A truly innovative system
We innovated in 3 different ways to make sure we respected the limitations of the cafeteria setting.
First, our point-of-sale (POS) system is 100% web-based. The entire system resides in a central location on the cloud. This way, information is centralized and the system is independent of the hardware used in each cafeteria. Using our POS system, which is entirely HTML-based, means that cafeterias require less equipment, resulting in significant savings for schools. The fact that the system is HTML-based also means that managers can access live reports to manage several locations in real-time.
We also used a complete orchestration system and deployment automation system for the POS system. That means that you can literally take any computer and run our deployment system on it and it will become a fully functional POS system in less than 4 minutes.

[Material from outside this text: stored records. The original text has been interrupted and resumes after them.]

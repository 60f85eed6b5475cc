use std::collections::HashMap;
use std::sync::Arc;

use async_trait::async_trait;
use tokio::sync::mpsc;

use crate::audio::DecodedAudio;
use crate::show::song::LyricLine;

/// Unique identifier for each module type.
#[derive(Debug, Clone, Copy, PartialEq, Eq, Hash)]
pub enum ModuleId {
    Dmx,
    Audio,
    Midi,
    Lyrics,
}

/// One decoded track plus its routing, handed to the audio module when a
/// song is loaded. Carries the already-decoded PCM so the module never has
/// to touch the filesystem itself.
#[derive(Debug, Clone)]
pub struct AudioTrackSpec {
    pub audio: Arc<DecodedAudio>,
    pub channels_used: usize,
    pub output_start_channel: usize,
}

/// Events that can be sent between modules and the coordinator.
#[derive(Debug, Clone)]
pub enum ModuleEvent {
    /// DMX frame to output for the given universe.
    DmxOutput(u8, Vec<u8>),

    AudioPlay { offset_secs: f64 },
    AudioPause,
    AudioResume,
    AudioStop,
    AudioSeek { offset_secs: f64 },
    AudioSetVolume(f32),
    AudioPosition { position_secs: f64 },
    /// Replaces the track set the audio clock mixes, called on song load.
    AudioLoadTracks(Vec<AudioTrackSpec>),
    /// All loaded tracks reached end of file at or past the song duration;
    /// the audio module has already stopped itself.
    AudioEndOfSong,

    /// Inbound MIDI input event, already decoded.
    MidiInput { channel: u8, message: Vec<u8> },
    /// Request to send an outbound MIDI message on a named port.
    MidiOutput { port: String, message: Vec<u8> },
    /// Sets the BPM the outgoing MIDI clock ticks at, called on song load.
    SetClockBpm(f64),

    /// Active lyric line index changed.
    LyricIndexChanged(usize),
    /// No lyric line is active (clock stopped near the start).
    LyricsIdle,
    /// The lyric scheduler's clock reached the song's duration while stopped.
    LyricsEndOfSong,
    /// Replaces the scheduler's lyric lines and song duration, called on song load.
    LoadLyrics { lines: Vec<LyricLine>, duration_secs: f64 },

    Shutdown,
}

/// Messages passed between modules and the module manager.
#[derive(Debug)]
pub enum ModuleMessage {
    Event(ModuleEvent),
    Status(String),
    Error(String),
}

/// Trait every async module implements.
#[async_trait]
pub trait AsyncModule: Send + Sync {
    fn id(&self) -> ModuleId;

    async fn initialize(&mut self) -> Result<(), Box<dyn std::error::Error + Send + Sync>>;

    async fn run(
        &mut self,
        rx: mpsc::Receiver<ModuleEvent>,
        tx: mpsc::Sender<ModuleMessage>,
    ) -> Result<(), Box<dyn std::error::Error + Send + Sync>>;

    async fn shutdown(&mut self) -> Result<(), Box<dyn std::error::Error + Send + Sync>>;

    fn status(&self) -> HashMap<String, String>;
}
pub mod frame;
pub mod transport;
pub mod universe;

pub use frame::{blank_frame, Frame};
pub use transport::{DmxTransport, SerialDmxTransport, DMX512_BAUD, DMX512_BREAK_US, DMX512_MAB_US};
pub use universe::Universe;
use std::sync::atomic::{AtomicUsize, Ordering};
use std::sync::Arc;
use std::time::{Duration, Instant};

use cpal::traits::{DeviceTrait, HostTrait, StreamTrait};
use cpal::{SampleFormat, Stream, StreamConfig};
use parking_lot::Mutex;

use crate::error::{LumenError, Result};

use super::decode::DecodedAudio;

/// A decoded track's routing within the mix: which source channels of the
/// file are used, and which output device channel they start at.
pub struct RoutedTrack {
    pub audio: Arc<DecodedAudio>,
    pub channels_used: usize,
    pub output_start_channel: usize,
    cursor: AtomicUsize,
}

impl RoutedTrack {
    pub fn new(audio: Arc<DecodedAudio>, channels_used: usize, output_start_channel: usize) -> Self {
        Self { audio, channels_used, output_start_channel, cursor: AtomicUsize::new(0) }
    }
}

/// Position oracle: tracks the playback position as wall-clock elapsed
/// time since `start_time_origin`, offset by `pause_time` across a
/// pause/resume cycle. Seeking is implemented as stop-then-start-at-offset.
#[derive(Default)]
struct PositionOracle {
    start_time_origin: Option<Instant>,
    pause_time: Option<f64>,
    offset: f64,
}

impl PositionOracle {
    fn start(&mut self, offset: f64, now: Instant) {
        self.start_time_origin = Some(now);
        self.pause_time = None;
        self.offset = offset;
    }

    fn pause(&mut self, now: Instant) {
        self.pause_time = Some(self.current_position(now));
        self.start_time_origin = None;
    }

    fn resume(&mut self, now: Instant) {
        if let Some(position) = self.pause_time.take() {
            self.offset = position;
            self.start_time_origin = Some(now);
        }
    }

    fn current_position(&self, now: Instant) -> f64 {
        if let Some(paused) = self.pause_time {
            return paused;
        }
        match self.start_time_origin {
            Some(origin) => self.offset + now.saturating_duration_since(origin).as_secs_f64(),
            None => self.offset,
        }
    }
}

/// One hour, used when no track can report a real duration.
const SYNTHETIC_FALLBACK: Duration = Duration::from_secs(3600);

/// Authoritative master clock for a loaded song: mixes all audio tracks
/// via one `cpal` output stream and exposes a wall-clock position oracle
/// that the lyrics scheduler and MIDI clock both read.
pub struct AudioClock {
    device_name: String,
    stream: Option<Stream>,
    tracks: Arc<Mutex<Vec<RoutedTrack>>>,
    oracle: Arc<Mutex<PositionOracle>>,
    output_channels: u16,
    output_sample_rate: u32,
}

impl AudioClock {
    pub fn new(device_name: impl Into<String>) -> Self {
        Self {
            device_name: device_name.into(),
            stream: None,
            tracks: Arc::new(Mutex::new(Vec::new())),
            oracle: Arc::new(Mutex::new(PositionOracle::default())),
            output_channels: 2,
            output_sample_rate: 44_100,
        }
    }

    pub fn load_tracks(&mut self, tracks: Vec<RoutedTrack>) {
        *self.tracks.lock() = tracks;
    }

    /// Real duration of the longest loaded track, or the synthetic
    /// one-hour fallback when no track reports a valid duration.
    pub fn duration(&self) -> Duration {
        self.tracks
            .lock()
            .iter()
            .filter_map(|t| t.audio.duration())
            .max()
            .unwrap_or_else(|| {
                log::warn!("no track reported a valid duration, using synthetic 1h fallback");
                SYNTHETIC_FALLBACK
            })
    }

    fn find_device(&self) -> Result<cpal::Device> {
        let host = cpal::default_host();
        if self.device_name.is_empty() || self.device_name == "default" {
            return host
                .default_output_device()
                .ok_or_else(|| LumenError::PortUnavailable("no default audio output device".to_string()));
        }
        for device in host
            .output_devices()
            .map_err(|e| LumenError::PortUnavailable(e.to_string()))?
        {
            if device.name().map(|n| n.contains(&self.device_name)).unwrap_or(false) {
                return Ok(device);
            }
        }
        log::warn!("audio device '{}' not found, using default", self.device_name);
        host.default_output_device()
            .ok_or_else(|| LumenError::PortUnavailable("no default audio output device".to_string()))
    }

    fn build_stream(&mut self) -> Result<()> {
        let device = self.find_device()?;
        let supported = device
            .default_output_config()
            .map_err(|e| LumenError::PortUnavailable(e.to_string()))?;

        let config: StreamConfig = supported.config();
        self.output_channels = config.channels;
        self.output_sample_rate = config.sample_rate.0;

        let tracks = self.tracks.clone();
        let channels = config.channels as usize;

        let stream = device
            .build_output_stream(
                &config,
                move |data: &mut [f32], _: &cpal::OutputCallbackInfo| {
                    data.fill(0.0);
                    let tracks = tracks.lock();
                    for frame in data.chunks_mut(channels) {
                        for track in tracks.iter() {
                            let cursor = track.cursor.load(Ordering::Relaxed);
                            if cursor >= track.audio.frame_count() {
                                continue;
                            }
                            for c in 0..track.channels_used {
                                let out_index = track.output_start_channel + c;
                                if out_index >= frame.len() {
                                    continue;
                                }
                                let sample = track.audio.sample_at(cursor, c) * 0.5;
                                frame[out_index] += sample;
                            }
                        }
                    }
                    for track in tracks.iter() {
                        track.cursor.fetch_add(1, Ordering::Relaxed);
                    }
                },
                |err| log::error!("audio stream error: {}", err),
                None,
            )
            .map_err(|e| LumenError::PortUnavailable(e.to_string()))?;

        if supported.sample_format() != SampleFormat::F32 {
            log::warn!("device default format is not f32; output may need resampling upstream");
        }

        stream.play().map_err(|e| LumenError::PortUnavailable(e.to_string()))?;
        self.stream = Some(stream);
        Ok(())
    }

    fn seek_cursors_to(&self, offset_secs: f64) {
        let tracks = self.tracks.lock();
        for track in tracks.iter() {
            let frame = (offset_secs * track.audio.sample_rate as f64).round().max(0.0) as usize;
            track.cursor.store(frame, Ordering::Relaxed);
        }
    }

    pub fn start(&mut self, offset_secs: f64) -> Result<()> {
        if self.tracks.lock().is_empty() {
            log::warn!("{}", LumenError::ClockUnavailable);
        }
        if self.stream.is_none() {
            self.build_stream()?;
        }
        self.seek_cursors_to(offset_secs);
        self.oracle.lock().start(offset_secs, Instant::now());
        Ok(())
    }

    /// True once every loaded track has exhausted its decoded buffer and the
    /// oracle's position has caught up to the longest track's duration.
    pub fn is_song_ended(&self) -> bool {
        let tracks = self.tracks.lock();
        if tracks.is_empty() {
            return false;
        }
        let all_eof = tracks
            .iter()
            .all(|t| t.cursor.load(Ordering::Relaxed) >= t.audio.frame_count());
        drop(tracks);
        all_eof && self.current_position() >= self.duration().as_secs_f64()
    }

    pub fn pause(&mut self) {
        self.oracle.lock().pause(Instant::now());
    }

    pub fn resume(&mut self) {
        let position = self.oracle.lock().current_position(Instant::now());
        self.seek_cursors_to(position);
        self.oracle.lock().resume(Instant::now());
    }

    pub fn stop(&mut self) {
        self.stream = None;
        self.seek_cursors_to(0.0);
        *self.oracle.lock() = PositionOracle::default();
    }

    /// Seeking is stop-then-start-at-offset: cursors reset and the oracle's
    /// origin is re-anchored to `now`.
    pub fn seek(&mut self, offset_secs: f64) -> Result<()> {
        self.start(offset_secs)
    }

    pub fn current_position(&self) -> f64 {
        self.oracle.lock().current_position(Instant::now())
    }
}

#[cfg(test)]
mod tests {
    use super::*;

    #[test]
    fn oracle_tracks_elapsed_time_while_playing() {
        let mut oracle = PositionOracle::default();
        let t0 = Instant::now();
        oracle.start(5.0, t0);
        let t1 = t0 + Duration::from_millis(250);
        let position = oracle.current_position(t1);
        assert!((position - 5.25).abs() < 0.001);
    }

    #[test]
    fn pause_then_resume_preserves_position() {
        let mut oracle = PositionOracle::default();
        let t0 = Instant::now();
        oracle.start(0.0, t0);
        let t_pause = t0 + Duration::from_millis(500);
        oracle.pause(t_pause);
        assert!((oracle.current_position(t_pause) - 0.5).abs() < 0.001);

        let t_resume = t_pause + Duration::from_millis(1000);
        oracle.resume(t_resume);
        assert!((oracle.current_position(t_resume) - 0.5).abs() < 0.001);

        let t_later = t_resume + Duration::from_millis(250);
        assert!((oracle.current_position(t_later) - 0.75).abs() < 0.001);
    }

    #[test]
    fn duration_falls_back_to_synthetic_hour_when_unknown() {
        let clock = AudioClock::new("default");
        assert_eq!(clock.duration(), SYNTHETIC_FALLBACK);
    }
}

This innovation in the field of POS systems reduces maintenance costs: it makes it cheaper to set up a new POS system than it is to diagnose a problem with an old one. Once again, the cost savings are significant,
The specialized equipment that is usually required for a POS is very expensive. While developing the POS, we found another opportunity to innovate when we calculated that it would be cheaper to build the systems using mass production equipment. That’s how we ended up creating our own POS built using 3D printers. Using 3D printers means that we can create customized POS systems at an extremely low cost even at low volumes. That meant that deployment costs were much lower and the resulting savings could be passed on to parents.
We can’t help but to be proud when we think of this partnership. Our project won us an OCTAS award, but we were also rewarded by the smiles of parents and children who finally had a solution that met their needs. The CSDM accomplished its goal and we completed our project, surpassing all expectations.
So, what did we learn this time? Once again, we learned that customizing solutions is often the key to success and can lead us to achieve unexpected, innovative results. We also learned that you can’t be afraid to create—the important thing is to know how to listen to your clients’ needs. And last but not least, we learned that daring to be bold is a good thing!